Por mais de mil anos, os fenícios foram o shopping center ambulante da Antiguidade. Se algo pudesse ser vendido, eles vendiam: vinho, azeite, móveis, joias, ferramentas, armas, tecidos, peles, escravos e, por uma taxa especial, seus serviços como os melhores marinheiros do mundo. Entre 1200 a 730 a.C., sua rede conectava povos da Inglaterra até a Grécia e com ela também viajou sua grande invenção: o alfabeto, que deu origem ao grego, latim, hebraico e árabe.

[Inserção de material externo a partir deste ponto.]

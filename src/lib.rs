//! # wsnet
//!
//! A Chromium-inspired WebSocket client for Rust.
//!
//! `wsnet` speaks RFC 6455 over its own connection stack: pluggable DNS,
//! TCP, and TLS through BoringSSL. The protocol core is sans-I/O, so the
//! same state machine drives real sockets and unit tests.
//!
//! ## Features
//!
//! - **Transport**: DNS → TCP → TLS connect job with timeouts, half-close
//! - **TLS**: BoringSSL, custom CA file, SNI override, version bounds
//! - **Handshake**: HTTP/1.1 Upgrade with subprotocols and extra headers
//! - **Framing**: masking, fragmentation, control frame rules, size limits
//! - **Closing handshake**: close codes, grace period, forced shutdown
//!
//! ## Quick Start
//!
//! ```rust,ignore
//! use wsnet::ws::{CloseCode, Event, WebSocket};
//!
//! #[tokio::main]
//! async fn main() -> Result<(), wsnet::NetError> {
//!     let ws = WebSocket::connect("wss://echo.websocket.org").await?;
//!     ws.send_text("hello").await?;
//!     while let Some(event) = ws.recv().await {
//!         match event {
//!             Event::Message(msg) => println!("{:?}", msg.as_text()),
//!             Event::Closed(frame) => println!("closed: {}", frame.code.0),
//!             _ => {}
//!         }
//!     }
//!     ws.close(CloseCode::NORMAL, "bye").await
//! }
//! ```
//!
//! ## Modules
//!
//! - [`base`] - Error definitions and shared helpers
//! - [`dns`] - Name resolution
//! - [`socket`] - Connect job, TLS and byte transport
//! - [`ws`] - Handshake, framing, protocol engine and connection

pub mod base;
pub mod dns;
pub mod socket;
pub mod ws;

pub use base::neterror::{ErrorKind, NetError};
pub use socket::tls::TlsConfig;
pub use ws::{
    CloseCode, CloseFrame, Event, Message, State, WebSocket, WebSocketBuilder, WebSocketConfig,
};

Os fenícios originais não eram muito de guerra – preferiam fundar colônias com a permissão dos habitantes locais, sem avançar para o interior. Mas uma colônia fenícia mudou tudo: Cartago se tornou um verdadeiro império, e por pouco não pôs abaixo o futuro Império Romano. Como a criatura superou o criador e como ambos foram varridos da História é o que veremos a seguir.



Fenício? Que fenício?

Originários do que é atualmente o Líbano, a própria geografia empurrou os fenícios para o mar. A cadeia de montanhas que forma o monte Líbano limita a habitação humana à costa. Ao sul e ao norte, impérios bloqueavam o caminho. Partindo das cidadesestado de Tiro, Sidon e Biblos, as primeiras colônias foram em ilhas próximas, como Chipre e Malta. 

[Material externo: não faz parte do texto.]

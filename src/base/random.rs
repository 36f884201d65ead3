//! Randomness from BoringSSL's CSPRNG.

use crate::base::neterror::NetError;

/// Fill a fixed-size array with random bytes.
pub fn random_bytes<const N: usize>() -> Result<[u8; N], NetError> {
    let mut buf = [0u8; N];
    boring::rand::rand_bytes(&mut buf).map_err(|e| {
        tracing::error!(error = %e, "BoringSSL RAND_bytes failed");
        NetError::SslProtocolError
    })?;
    Ok(buf)
}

Aliás, não existia isso de “fenício” para os próprios fenícios. “A Fenícia não existiu como entidade política unificada até os romanos fazerem uma província com esse nome, milhares de anos depois”, afirma o historiador Richard Miles, da Universidade de Sidney, na Austrália. O nome vem do grego e era um apelido: a palavra phoinix quer dizer algo como “os roxos”, por causa de um dos seus principais produtos, os tecidos tingidos de roxo. “Eles provavelmente chamavam a si próprios de cananeus. Foram os gregos que os agruparam como fenícios”, diz Miles.

Canaã designava mais que apenas as terras dos ditos fenícios, era toda a região entre o sul da Síria e a Palestina, habitada também por outros povos, como os hebreus e os filisteus – cuja história, de fato, se confunde com a deles. “Até 1200 a.C., não havia diferença entre a história das cidades do litoral e do interior. Ou seja, nós temos uma civilização sírio-palestina, não fenícia. É só com a independência das cidades-estado (que já existiam) que começa a história fenícia propriamente dita”, afirmou o historiador italiano Sabatino Moscati (1922-1997) em The Phoenicians (sem tradução).

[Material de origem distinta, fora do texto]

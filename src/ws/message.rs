//! WebSocket message, close and event types.

use super::error::ProtocolError;
use crate::base::neterror::NetError;
use bytes::{BufMut, Bytes, BytesMut};

/// WebSocket message type.
///
/// Used both for outbound intents and for inbound data messages; the
/// receive side only ever produces `Text` and `Binary` inside
/// [`Event::Message`].
#[derive(Debug, Clone, PartialEq, Eq)]
pub enum Message {
    /// Text message (UTF-8)
    Text(String),
    /// Binary message
    Binary(Bytes),
    /// Ping frame
    Ping(Bytes),
    /// Pong frame
    Pong(Bytes),
    /// Close frame with optional code and reason
    Close(Option<CloseFrame>),
}

/// Close frame data.
#[derive(Debug, Clone, PartialEq, Eq)]
pub struct CloseFrame {
    /// Close code (RFC 6455)
    pub code: CloseCode,
    /// Close reason (optional UTF-8 string)
    pub reason: String,
}

impl CloseFrame {
    /// Longest reason that fits a 125-byte control payload after the code.
    pub const MAX_REASON_LEN: usize = 123;

    /// Create a new close frame.
    pub fn new(code: CloseCode, reason: impl Into<String>) -> Self {
        Self {
            code,
            reason: reason.into(),
        }
    }

    /// Parse a received close payload.
    ///
    /// An empty payload means the peer sent no status: code 1005.
    pub fn from_payload(payload: &[u8]) -> Result<Self, ProtocolError> {
        match payload.len() {
            0 => Ok(Self::new(CloseCode::NO_STATUS, "")),
            1 => Err(ProtocolError::InvalidClosePayload),
            _ => {
                let code = CloseCode(u16::from_be_bytes([payload[0], payload[1]]));
                if !code.is_allowed() {
                    return Err(ProtocolError::InvalidCloseCode(code.0));
                }
                let reason = std::str::from_utf8(&payload[2..])
                    .map_err(|_| ProtocolError::InvalidClosePayload)?;
                Ok(Self::new(code, reason))
            }
        }
    }

    /// Encode as a close payload. Code 1005 encodes as an empty payload.
    pub fn to_payload(&self) -> Bytes {
        if self.code == CloseCode::NO_STATUS {
            return Bytes::new();
        }
        let mut buf = BytesMut::with_capacity(2 + self.reason.len());
        buf.put_u16(self.code.0);
        buf.put_slice(self.reason.as_bytes());
        buf.freeze()
    }
}

/// WebSocket close codes (RFC 6455).
#[derive(Debug, Clone, Copy, PartialEq, Eq, Hash)]
pub struct CloseCode(pub u16);

impl CloseCode {
    /// Normal closure
    pub const NORMAL: Self = Self(1000);
    /// Server going down
    pub const GOING_AWAY: Self = Self(1001);
    /// Protocol error
    pub const PROTOCOL_ERROR: Self = Self(1002);
    /// Unsupported data type
    pub const UNSUPPORTED: Self = Self(1003);
    /// No status received
    pub const NO_STATUS: Self = Self(1005);
    /// Abnormal closure
    pub const ABNORMAL: Self = Self(1006);
    /// Invalid payload data
    pub const INVALID_PAYLOAD: Self = Self(1007);
    /// Policy violation
    pub const POLICY_VIOLATION: Self = Self(1008);
    /// Message too big
    pub const MESSAGE_TOO_BIG: Self = Self(1009);
    /// Extension required
    pub const EXTENSION_REQUIRED: Self = Self(1010);
    /// Internal server error
    pub const INTERNAL_ERROR: Self = Self(1011);
    /// Service restart
    pub const SERVICE_RESTART: Self = Self(1012);
    /// Try again later
    pub const TRY_AGAIN_LATER: Self = Self(1013);
    /// Bad gateway
    pub const BAD_GATEWAY: Self = Self(1014);
    /// TLS handshake failure
    pub const TLS_HANDSHAKE: Self = Self(1015);

    /// Whether this code may appear on the wire.
    ///
    /// 1005, 1006 and 1015 are reserved for local reporting; 1004 and
    /// 1016-2999 are unassigned; 3000-4999 belong to libraries and
    /// applications.
    pub fn is_allowed(self) -> bool {
        matches!(self.0, 1000..=1003 | 1007..=1014 | 3000..=4999)
    }
}

impl From<u16> for CloseCode {
    fn from(code: u16) -> Self {
        Self(code)
    }
}

impl From<CloseCode> for u16 {
    fn from(code: CloseCode) -> Self {
        code.0
    }
}

impl Message {
    /// Check if this is a text message.
    pub fn is_text(&self) -> bool {
        matches!(self, Message::Text(_))
    }

    /// Check if this is a binary message.
    pub fn is_binary(&self) -> bool {
        matches!(self, Message::Binary(_))
    }

    /// Check if this is a close message.
    pub fn is_close(&self) -> bool {
        matches!(self, Message::Close(_))
    }

    /// Try to get as text.
    pub fn as_text(&self) -> Option<&str> {
        match self {
            Message::Text(s) => Some(s),
            _ => None,
        }
    }

    /// Try to get as binary data.
    pub fn as_bytes(&self) -> Option<&[u8]> {
        match self {
            Message::Binary(b) => Some(b),
            _ => None,
        }
    }

    /// Convert to bytes (text as UTF-8, binary as-is).
    pub fn into_data(self) -> Bytes {
        match self {
            Message::Text(s) => Bytes::from(s),
            Message::Binary(b) | Message::Ping(b) | Message::Pong(b) => b,
            Message::Close(frame) => frame.map(|f| f.to_payload()).unwrap_or_default(),
        }
    }

    /// Serialize `value` into a text message.
    #[cfg(feature = "json")]
    pub fn json<T: serde::Serialize + ?Sized>(value: &T) -> Result<Self, serde_json::Error> {
        serde_json::to_string(value).map(Message::Text)
    }

    /// Deserialize a text or binary message as JSON.
    #[cfg(feature = "json")]
    pub fn parse_json<T: serde::de::DeserializeOwned>(&self) -> Result<T, serde_json::Error> {
        match self {
            Message::Text(s) => serde_json::from_str(s),
            Message::Binary(b) => serde_json::from_slice(b),
            _ => serde_json::from_slice(b""),
        }
    }
}

/// What the receive side of a connection produces.
#[derive(Debug, Clone)]
pub enum Event {
    /// A complete text or binary message.
    Message(Message),
    /// Ping from the peer. A pong has already been queued.
    Ping(Bytes),
    /// Pong from the peer.
    Pong(Bytes),
    /// The connection is closed. Always the last event.
    ///
    /// Carries the peer's close code, or 1006 when the connection ended
    /// without a close frame from the peer.
    Closed(CloseFrame),
    /// A protocol or transport failure. Followed by `Closed`.
    Error(NetError),
}

impl Event {
    pub fn is_closed(&self) -> bool {
        matches!(self, Event::Closed(_))
    }

    /// The message, if this is a message event.
    pub fn into_message(self) -> Option<Message> {
        match self {
            Event::Message(msg) => Some(msg),
            _ => None,
        }
    }
}

#[cfg(test)]
mod tests {
    use super::*;

    #[test]
    fn test_message_types() {
        let text = Message::Text("hello".into());
        assert!(text.is_text());
        assert!(!text.is_binary());
        assert_eq!(text.as_text(), Some("hello"));

        let binary = Message::Binary(Bytes::from_static(b"data"));
        assert!(binary.is_binary());
        assert!(!binary.is_text());
    }

    #[test]
    fn test_close_codes() {
        assert_eq!(CloseCode::NORMAL.0, 1000);
        assert_eq!(CloseCode::GOING_AWAY.0, 1001);

        let code: u16 = CloseCode::NORMAL.into();
        assert_eq!(code, 1000);
    }

    #[test]
    fn test_close_code_ranges() {
        for allowed in [1000, 1001, 1002, 1003, 1007, 1011, 1014, 3000, 4999] {
            assert!(CloseCode(allowed).is_allowed(), "{allowed} should be allowed");
        }
        for rejected in [0, 999, 1004, 1005, 1006, 1015, 1016, 2999, 5000] {
            assert!(!CloseCode(rejected).is_allowed(), "{rejected} should be rejected");
        }
    }

    #[test]
    fn test_close_frame_payload() {
        let frame = CloseFrame::new(CloseCode::NORMAL, "bye");
        let payload = frame.to_payload();
        assert_eq!(&payload[..], &[0x03, 0xE8, b'b', b'y', b'e']);
        assert_eq!(CloseFrame::from_payload(&payload).unwrap(), frame);
    }

    #[test]
    fn test_close_frame_empty_payload_is_no_status() {
        let frame = CloseFrame::from_payload(&[]).unwrap();
        assert_eq!(frame.code, CloseCode::NO_STATUS);
        assert!(frame.reason.is_empty());
        assert!(frame.to_payload().is_empty());
    }

    #[test]
    fn test_close_frame_invalid_payloads() {
        assert_eq!(
            CloseFrame::from_payload(&[0x03]),
            Err(ProtocolError::InvalidClosePayload)
        );
        // 1006 must never be sent
        assert_eq!(
            CloseFrame::from_payload(&[0x03, 0xEE]),
            Err(ProtocolError::InvalidCloseCode(1006))
        );
        assert_eq!(
            CloseFrame::from_payload(&[0x03, 0xE8, 0xFF, 0xFE]),
            Err(ProtocolError::InvalidClosePayload)
        );
    }

    #[test]
    fn test_into_data() {
        let text = Message::Text("test".into());
        assert_eq!(&text.into_data()[..], b"test");

        let binary = Message::Binary(Bytes::from_static(b"bin"));
        assert_eq!(&binary.into_data()[..], b"bin");
    }

    #[cfg(feature = "json")]
    #[test]
    fn test_json_helpers() {
        #[derive(serde::Serialize, serde::Deserialize, Debug, PartialEq)]
        struct Subscribe {
            channel: String,
            depth: u32,
        }

        let req = Subscribe {
            channel: "trades".into(),
            depth: 10,
        };
        let msg = Message::json(&req).unwrap();
        assert!(msg.is_text());
        let back: Subscribe = msg.parse_json().unwrap();
        assert_eq!(back, req);

        assert!(Message::Ping(Bytes::new()).parse_json::<Subscribe>().is_err());
    }
}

O que fez surgir o comércio fenício foi o chamado colapso da Idade do Bronze, que ocorreu por volta de 1200 a 1100 a.C.. Por motivos não muito claros, grandes civilizações como egípcios, gregos micênicos e hititas entraram em rápida decadência. O vácuo de impérios permitiu às cidadesestado uma independência inédita, que propiciou o surgimento de sua rede comercial. No começo, os fenícios ofereciam os produtos de sua própria região para os vizinhos: madeira de cedro-do-líbano, o mesmo material do qual seus barcos eram feitos, e tecidos pintados com extrato dos caramujos do gênero Murex, de um púrpura belo e intenso.

Conforme novos povos entravam em sua rede comercial, os fenícios os apresentavam a produtos de outros povos que conheciam. Assim eles passaram a vender vinho grego aos egípcios, e papiro egípcio aos gregos – a palavra “byblos” passou a significar “papiro” em grego por que eram os comerciantes de Biblos que os supriam com o material. Com o tempo, “biblos” passou a querer dizer também o conteúdo do papiro, isto é, o livro – daí as palavras biblioteca e Bíblia.

Dependendo de remos quando o vento não ajudava, os navios fenícios não tinham muita autonomia e faziam rotas próximas à costa, com paradas constantes. Assim, eles estabeleceram mais de 300 colônias, normalmente meras vilas costeiras de menos de mil habitantes. Essas vilas não eram possessões coloniais no sentido moderno – eram estabelecidas com o consentimento dos moradores da região e não tinham zona rural, dependendo dos locais para suprir-lhes alimentos. Era mais um free shop que colônia, num modelo que os portugueses repetiram 2 mil anos depois com suas feitorias asiáticas.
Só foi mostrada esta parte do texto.